External networks include the server, the VPN login, a webmail portal, and any portals that can be accessed from a web browser. During an external network pentest, Our pentesters use real-world attack vectors and tools to attempt to compromise external systems and gain access to sensitive information or systems.

Mobile Application Pentest

Our pentesters go beyond simply looking at common API and web vulnerabilities. Our testers examine the risk of a mobile application by leveraging OWASP Mobile Top 10 and other methodologies to assess security.

Security has always been a major concern for businesses, and this concern is even greater when it comes to mobile applications. Today, almost every leading brand or product has a mobile app to connect with their customers more easily.

More users than ever, rely on mobile applications for a majority of their digital tasks over traditional desktop applications. These applications have access to large amounts of user data, much of which is sensitive data and must be protected from unauthorized access.
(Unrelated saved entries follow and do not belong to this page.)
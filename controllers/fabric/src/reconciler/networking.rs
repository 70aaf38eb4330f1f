//! Networking reconcilers
//!
//! Handles: Vrf, BridgeDomain

use super::{ManagedResource, Reconciler};
use crate::error::ControllerError;
use crds::{BridgeDomain, BridgeDomainSpec, Condition, Vrf, VrfSpec};
use fabric_client::ObjectAttributes;
use serde_json::{Value, json};

impl ManagedResource for Vrf {
    fn params(&self) -> &VrfSpec {
        &self.spec
    }

    fn condition(&self) -> Option<&Condition> {
        self.status.as_ref().map(|s| &s.condition)
    }

    fn message(&self) -> Option<&str> {
        self.status.as_ref().and_then(|s| s.message.as_deref())
    }

    fn current_dn(&self) -> Option<&str> {
        self.status.as_ref().and_then(|s| s.dn.as_deref())
    }

    fn observed_status(attributes: &ObjectAttributes) -> Value {
        json!({
            "dn": attributes.get("dn"),
            "pcTag": attributes.get("pcTag"),
        })
    }

    fn status_up_to_date(&self, attributes: &ObjectAttributes) -> bool {
        self.condition() == Some(&Condition::Available)
            && self.message().is_none()
            && self.current_dn() == attributes.get("dn")
            && self.status.as_ref().and_then(|s| s.pc_tag.as_deref()) == attributes.get("pcTag")
    }
}

impl ManagedResource for BridgeDomain {
    fn params(&self) -> &BridgeDomainSpec {
        &self.spec
    }

    fn condition(&self) -> Option<&Condition> {
        self.status.as_ref().map(|s| &s.condition)
    }

    fn message(&self) -> Option<&str> {
        self.status.as_ref().and_then(|s| s.message.as_deref())
    }

    fn current_dn(&self) -> Option<&str> {
        self.status.as_ref().and_then(|s| s.dn.as_deref())
    }

    fn observed_status(attributes: &ObjectAttributes) -> Value {
        json!({ "dn": attributes.get("dn") })
    }
}

impl Reconciler {
    /// Reconciles a Vrf resource.
    pub async fn reconcile_vrf(&self, vrf: &Vrf) -> Result<(), ControllerError> {
        self.reconcile_managed(&self.vrf_api, vrf).await
    }

    /// Reconciles a BridgeDomain resource.
    pub async fn reconcile_bridge_domain(
        &self,
        bridge_domain: &BridgeDomain,
    ) -> Result<(), ControllerError> {
        self.reconcile_managed(&self.bridge_domain_api, bridge_domain).await
    }
}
From a pen tester’s perspective, there is a growing need for skilled mobile pentesters. Mobile applications is an important attack surface to cover, and although all popular mobile platforms (iOS & Android) provide their own set of security controls designed to help the developers build secure applications this is often left to the developer to choose from a variety of security options. If not implemented properly, or left misconfigured, they introduce security loopholes in an application.